La signature électronique formalise la rencontre entre l’offre et l’acceptation des cocontractants. Elle se positionne actuellement comme l’outil par excellence en matière de conclusion du contrat avec un certificat électronique ainsi qu’un dossier de preuve garantissant la valeur juridique du contrat. Les smarts contracts eux, associés à la blockchain, permettront de garantir l’exécution ou l’annulation du contrat de manière autonome et automatique en accord avec les conditions configurées au préalable. L’association de la signature électronique et des smarts contracts permettra, lorsque les smarts contracts bénéficieront d’un cadre légal défini, de réduire drastiquement tous les conflits d’intérêts liés à la contractualisation. Elles permettent de limiter davantage les risques liés à la sécurité informatique.

L'Avenir des Smart Contracts

Le smart contract représente une avancée majeure dans l'automatisation et la sécurisation des accords. Bien que des défis juridiques et techniques subsistent, le potentiel de cette technologie est immense.

Démocratisation et Accessibilité

Beaucoup estiment que seul Bitcoin est une révolution. Certes, nous n’allons pas nier le véritable apport de Bitcoin au secteur. Mais, selon nous, la véritable révolution du Web3, c’est le smart contract. Nous attendons que le smart contract se démocratise.

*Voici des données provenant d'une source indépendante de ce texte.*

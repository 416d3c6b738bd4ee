use bevy::prelude::*;
use rayon::prelude::*;

use crate::sort::SortEntry;


pub fn sort_by_distance(
    positions: &[Vec3],
    camera_position: Vec3,
    sorted: &mut Vec<SortEntry>,
) {
    sorted.resize(positions.len(), SortEntry::default());

    positions
        .par_iter()
        .zip(sorted.par_iter_mut())
        .enumerate()
        .for_each(|(idx, (position, sort_entry))| {
            *sort_entry = SortEntry::new(idx, *position, camera_position);
        });

    sorted.par_sort_unstable_by_key(|entry| entry.key);
}
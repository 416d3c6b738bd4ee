use bevy::prelude::*;
use serde::{Deserialize, Serialize};

use crate::{
    atlas::{AtlasLayout, DEFAULT_MAX_SPLATS},
    batch::SH_MAX_DEGREE,
    sort::SortMode,
};


#[derive(Resource, Reflect, Clone, Debug, PartialEq, Serialize, Deserialize)]
#[reflect(Resource)]
#[serde(default)]
pub struct CompositorSettings {
    pub enabled: bool,
    pub sort_mode: SortMode,
    /// camera travel tolerated before a resort, 0 resorts on any movement
    pub sort_threshold: f32,
    pub sh_order: u32,
    pub max_splats: usize,
    pub layout: AtlasLayout,
    pub origin_shift: bool,
    pub explicit_camera_position: Option<Vec3>,
    /// evict entries left undrawn for more than this many frames
    pub stale_after_frames: Option<u32>,
}

impl Default for CompositorSettings {
    fn default() -> Self {
        Self {
            enabled: true,
            sort_mode: SortMode::default(),
            sort_threshold: 0.0,
            sh_order: SH_MAX_DEGREE,
            max_splats: DEFAULT_MAX_SPLATS,
            layout: AtlasLayout::default(),
            origin_shift: true,
            explicit_camera_position: None,
            stale_after_frames: None,
        }
    }
}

Collaboration Juristes-Développeurs

L'essor des smart contracts ouvre une nouvelle ère pour le droit des contrats. Le notaire, quant à lui, voit son rôle de tiers de confiance prolongé dans l’univers numérique. Sans cette collaboration étroite entre juristes et développeurs, le smart contract risquerait de demeurer un code imparfait, incapable de traduire fidèlement la volonté des parties et générateur d’insécurité juridique. Le smart contract ne crée pas un nouveau droit des obligations : il en prolonge la portée, en lui apportant un support technologique inédit. Avocats et notaires ne sont pas appelés à disparaître face à la blockchain : ils sont, au contraire, les garants de la sécurité juridique de ces mécanismes. Car demain, les contrats seront « smart ».

Vers un Cadre Juridique Adapté

Accorder au smart contract une place dans le Code civil comme une possible modalité d'exécution du contrat lui donne une certaine légitimité. Il s'agit d'encadrer le smart contract et non de le rejeter. Laisser de l'espace au smart contract pour se développer est compatible avec le contrôle du juge.